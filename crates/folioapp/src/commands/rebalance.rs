use super::helpers::{all_or_nothing, siblings};
use super::{CmdMessage, CmdResult};
use crate::error::Result;
use crate::hooks::{Hooks, MutationEvent};
use crate::model::now_millis;
use crate::sort_key::rebalance;
use crate::store::DocumentStore;

/// Re-spaces the sort keys under `parent_id`, keeping the display order.
///
/// This is the recovery for `SortKeyExhausted`; it never runs on its own.
/// Only documents whose key changes are written.
pub fn run<S: DocumentStore>(
    store: &mut S,
    hooks: &Hooks,
    parent_id: Option<&str>,
) -> Result<CmdResult> {
    let current = siblings(store, parent_id);
    let keys = rebalance(&current);
    let now = now_millis();

    let affected: Vec<_> = current
        .into_iter()
        .zip(keys)
        .filter(|(resource, (_, key))| resource.sort_key != *key)
        .map(|(mut resource, (_, key))| {
            resource.sort_key = key;
            resource.modified = now;
            resource
        })
        .collect();

    all_or_nothing(store, |store, journal| {
        affected.iter().try_for_each(|doc| journal.save(store, doc))
    })?;
    for doc in &affected {
        hooks.emit(MutationEvent::Updated(doc.clone()));
    }

    let mut result = CmdResult::default();
    result.add_message(CmdMessage::success(format!(
        "Rebalanced {} documents",
        affected.len()
    )));
    Ok(result.with_affected(affected))
}
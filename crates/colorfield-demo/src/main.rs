mod cli;
mod commands;

use std::process::ExitCode;

use serde::Serialize;
use tracing_subscriber::EnvFilter;

use cli::Command;
use colorfield_config::LoadedConfig;

fn init_logging(directive: &str) {
    tracing_subscriber::fmt()
        .with_writer(std::io::stderr)
        .with_env_filter(
            EnvFilter::from_default_env().add_directive(
                directive
                    .parse()
                    .unwrap_or_else(|_| "colorfield=info".parse().unwrap()),
            ),
        )
        .init();
}

fn print<T: Serialize + std::fmt::Display>(json: bool, report: &T) {
    if json {
        match serde_json::to_string_pretty(report) {
            Ok(s) => println!("{s}"),
            Err(e) => tracing::error!("failed to serialize output: {e}"),
        }
    } else {
        println!("{report}");
    }
}

fn run(args: cli::Args, loaded: Option<LoadedConfig>) -> colorfield_common::Result<ExitCode> {
    let config = loaded.as_ref().map(|l| l.config.clone()).unwrap_or_default();
    match args.command {
        Command::Convert { value, from, to } => {
            let to = to.unwrap_or(config.field.notation);
            let conversion = commands::convert(&value, from, to)?;
            print(args.json, &conversion);
        }
        Command::Check { value, notation } => {
            let report = commands::check(&value, notation);
            print(args.json, &report);
            if !report.valid {
                return Ok(ExitCode::FAILURE);
            }
        }
        Command::Show { value, empty } => {
            let color = commands::show_value(&config.field, value.as_deref(), empty)?;
            let default_color = commands::default_color(&config.field)?;
            print(args.json, &commands::show(color, default_color));
        }
        Command::InitConfig {
            force,
            notation,
            initial_color,
            default_color,
        } => {
            let path = match args.config {
                Some(path) => path,
                None => colorfield_config::default_config_path()?,
            };
            let overrides = commands::FieldOverrides {
                notation,
                initial_color,
                default_color,
            };
            commands::init_config(&path, force, overrides)?;
            println!("wrote {}", path.display());
        }
        Command::Config => {
            print(args.json, &commands::config_report(loaded.as_ref()));
        }
    }
    Ok(ExitCode::SUCCESS)
}

fn main() -> ExitCode {
    let args = cli::parse();

    // Writing a config must not depend on loading it
    let loaded = match args.command {
        Command::InitConfig { .. } => Ok(None),
        _ => colorfield_config::load_config(args.config.as_deref()).map(Some),
    };

    // The config picks the log level, so its outcome is reported only once
    // the subscriber is installed
    let directive = match (&args.log_level, &loaded) {
        (Some(directive), _) => directive.clone(),
        (None, Ok(Some(loaded))) => loaded.config.logging.level.directive(),
        (None, _) => "colorfield=info".to_string(),
    };
    init_logging(&directive);

    tracing::debug!("colorfield v{} starting", env!("CARGO_PKG_VERSION"));

    let loaded = match loaded {
        Ok(loaded) => {
            if let Some(loaded) = &loaded {
                loaded.log();
                tracing::debug!(notation = %loaded.config.field.notation, "config ready");
            }
            loaded
        }
        Err(e) => {
            tracing::warn!("config load failed, using defaults: {e}");
            None
        }
    };

    match run(args, loaded) {
        Ok(code) => code,
        Err(e) => {
            tracing::error!("{e}");
            eprintln!("error: {e}");
            ExitCode::FAILURE
        }
    }
}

## Exercise objective
Some lines contain the word "value". Pull each one out of the listing.

## Exercise answer
        Command::Convert { value, from, to } => {
            let conversion = commands::convert(&value, from, to)?;
        Command::Check { value, notation } => {
            let report = commands::check(&value, notation);
        Command::Show { value, empty } => {
            let color = commands::show_value(&config.field, value.as_deref(), empty)?;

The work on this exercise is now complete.